1861: Henry was listed in the census as carman at 23 Dean Street, with Emma, young Henry, and his niece, George’s daughter Kate, in the household. This is a nice confirmation of the relationship between George and Henry.
1864: Henry was listed as “Town Carman” in his mother Sarah’s probate record with an address of 23 Dean Street. This is just one of the many confirmations that the Henry in the Freedom of the City records is the son of John & Sarah Firmin.

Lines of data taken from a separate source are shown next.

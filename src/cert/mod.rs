//! Certificate representations handled by a verification run.
//!
//! Raw certificates arrive as DER bytes. The ones that pass the configured
//! [`CertMatcher`](matcher::CertMatcher) are turned into an
//! [`EncodedCertificate`] by a [`CertEncoder`](encoder::CertEncoder), and that
//! text form is what travels to the verification helper and the key deriver.

pub mod encoder;
pub mod matcher;
pub(crate) mod parsing;

use std::fmt;

/// Transport-safe text form of a DER certificate (base64 by default).
#[derive(Clone, Eq, PartialEq, Hash)]
pub struct EncodedCertificate(String);

impl EncodedCertificate {
    /// Wraps already encoded certificate text.
    pub fn new(text: impl Into<String>) -> Self {
        Self(text.into())
    }

    /// Returns the encoded text.
    pub fn as_str(&self) -> &str {
        &self.0
    }

    /// Consumes the wrapper, returning the encoded text.
    pub fn into_string(self) -> String {
        self.0
    }
}

impl AsRef<str> for EncodedCertificate {
    fn as_ref(&self) -> &str {
        &self.0
    }
}

impl From<String> for EncodedCertificate {
    fn from(text: String) -> Self {
        Self(text)
    }
}

impl fmt::Debug for EncodedCertificate {
    fn fmt(&self, f: &mut fmt::Formatter<'_>) -> fmt::Result {
        f.debug_tuple("EncodedCertificate")
            .field(&format_args!("{}", crate::logging::Abbrev(&self.0)))
            .finish()
    }
}

/// A certificate that survived filtering, with its position in the caller's input.
#[derive(Debug, Clone, Eq, PartialEq)]
pub(crate) struct Candidate {
    pub(crate) input_index: usize,
    pub(crate) encoded: EncodedCertificate,
}
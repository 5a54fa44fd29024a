use crate::error::{CertKeyError, LaunchError};
use crate::launcher::ChildStatus;
use crate::verifier::keys::VerifiedKeys;
use std::time::Duration;

/// Progress of a run.
///
/// `Pending(i)` means candidate `i` is next to be verified; it equals the
/// number of slots already written. `Pending(candidate_count)` is the last
/// non-terminal state and always moves to `Done`.
#[derive(Debug)]
pub(crate) enum RunState {
    Pending(usize),
    Done(VerifiedKeys),
    Failed(CertKeyError),
}

/// How the verification of one candidate ended.
///
/// Produced exactly once per launched helper: whichever of exit and timeout
/// happens first wins and the other is discarded.
#[derive(Debug)]
pub(crate) enum Completion {
    Exited(ChildStatus),
    TimedOut(Duration),
    LaunchFailed(LaunchError),
}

1871: Henry was listed in the census as a carman at 26 Great Hermitage Street, with Emma. I believe this is now Hermitage Wall. In 1799 #26 was on the north side of the street, the westernmost address, and just next to an entrance to the courtyard formed by the buildings facing the surrounding streets. If Henry conducted business from this address, then he probably had stabling for his horses in the courtyard. By Henry’s day the courtyard entrance may have been around the corner to the northwest (or through an archway in a building). The street numbers and other details come from the Horwood map which shows the alley that leads north, called “Fryer’s Hill,” as between #41 and #42, halfway along the street and to the east. In other words, this is close by but not identical to his father’s address in 1850.

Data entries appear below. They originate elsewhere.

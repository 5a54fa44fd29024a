//! Conversion of DER certificates to the text form passed to the helper.

use crate::error::EncodeError;
use base64::engine::general_purpose::STANDARD;
use base64::Engine as _;

/// Converts raw certificate bytes to transport-safe text.
///
/// A failure here aborts the whole run with
/// [`CertKeyError::Encoding`](crate::CertKeyError::Encoding).
pub trait CertEncoder: Send + Sync + 'static {
    /// Encodes one DER certificate.
    ///
    /// # Errors
    ///
    /// Returns an [`EncodeError`] if the certificate cannot be represented.
    fn encode(&self, der: &[u8]) -> Result<String, EncodeError>;
}

/// Standard, padded base64. This is what the verification helper expects.
#[derive(Debug, Clone, Copy, Default)]
pub struct Base64Encoder;

impl CertEncoder for Base64Encoder {
    fn encode(&self, der: &[u8]) -> Result<String, EncodeError> {
        if der.is_empty() {
            return Err(EncodeError::Empty);
        }
        Ok(STANDARD.encode(der))
    }
}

1875: Henry was listed as a voter at 26 Great Hermitage Street with property in Brewhouse Lane.
1875: Henry’s residence was listed as 8 Rye Mill Rd (Peckham) at time of his marriage to Ellen Stewart in which he was described as a widower and a contractor, son of John Firmin, contractor. If we assume that Henry’s first wife, Emma, died in 1874 is it not unreasonable to find him marrying again. I am confident that he married Ellen Stewart and that she is the woman mentioned as his “relict” in the 1877 probate calendar listing. As another confirmation, in the 1881 census the widow Ellen Firmin’s household at 8 Cicely Road (the new name for Rymill) includes George Firmin’s daughter Emily Firmin. Despite the new location and occupation of “contractor,” this is our Henry. Perhaps as his business became more prosperous he felt that “contractor” was more dignified than “carman.”

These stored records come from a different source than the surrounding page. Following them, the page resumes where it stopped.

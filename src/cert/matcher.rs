//! Pre-filtering of certificates before verification.

use crate::cert::parsing::{allows_client_auth, parse_der_certificate};

/// Decides whether a raw certificate is a candidate for verification.
///
/// Matchers run synchronously while a run is being prepared and must not fail:
/// a certificate that cannot be judged simply does not match. Closures of type
/// `Fn(&[u8]) -> bool` are matchers.
///
/// # Example
///
/// ```
/// use ssh_cert_keys::cert::matcher::CertMatcher;
///
/// let non_empty = |der: &[u8]| !der.is_empty();
/// assert!(non_empty.matches(b"\x30\x03\x02\x01\x01"));
/// assert!(!non_empty.matches(b""));
/// ```
pub trait CertMatcher: Send + Sync + 'static {
    /// Returns `true` to keep the DER certificate as a candidate.
    fn matches(&self, der: &[u8]) -> bool;
}

impl<F> CertMatcher for F
where
    F: Fn(&[u8]) -> bool + Send + Sync + 'static,
{
    fn matches(&self, der: &[u8]) -> bool {
        self(der)
    }
}

/// The default certificate mapping rule for SSH logins.
///
/// A certificate matches when its key usage includes `digitalSignature` and
/// its extended key usage includes `clientAuth`. Certificates that fail to
/// parse never match.
#[derive(Debug, Clone, Copy, Default)]
pub struct ClientAuthMatcher;

impl CertMatcher for ClientAuthMatcher {
    fn matches(&self, der: &[u8]) -> bool {
        parse_der_certificate(der).is_ok_and(|cert| allows_client_auth(&cert))
    }
}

While not identical, his signatures remain similar in the period 1850 to 1875.
1876: Henry was listed as a voter at 26 Great Hermitage Street with property listed as the same address.
1877: Henry was listed as a voter at 8 Rymill Road with property in Brewhouse Lane.
1877: Henry’s listing in the probate calendar states that he was “late of” 8 Rymill Road and Brewhouse Lane, Wapping. He died at the house in Peckham and was survived by Ellen Firmin. He was described as a “Town Carman.” One of his executors was the Superintendent of the Carron Wharf, a location quite close to the Black Lion Wharf as drawn by Whistler in 1859.
It’s been very satisfying to see the connections between George and Henry Firmin and to have so much evidence that supports my assumption that the grandfather of Dorothy Firmin the actress was indeed the Henry Firmin born to John and Sarah Firmin and the brother of my ancestor George Firmin. While their children appear to have been close in their youth, it’s clear that time and distance began to separate the family in later years. Aunt Kate’s cousin who labeled the photo, which she thought was of Dorothy, as “Uncle Henry’s daughter” may have been a generation off, but it’s not surprising that she confused Henry with his son Henry since she was writing so long after both her great-uncle Henry and his son had passed away, and presumably long after any meeting she may have had with her cousin Dorothy.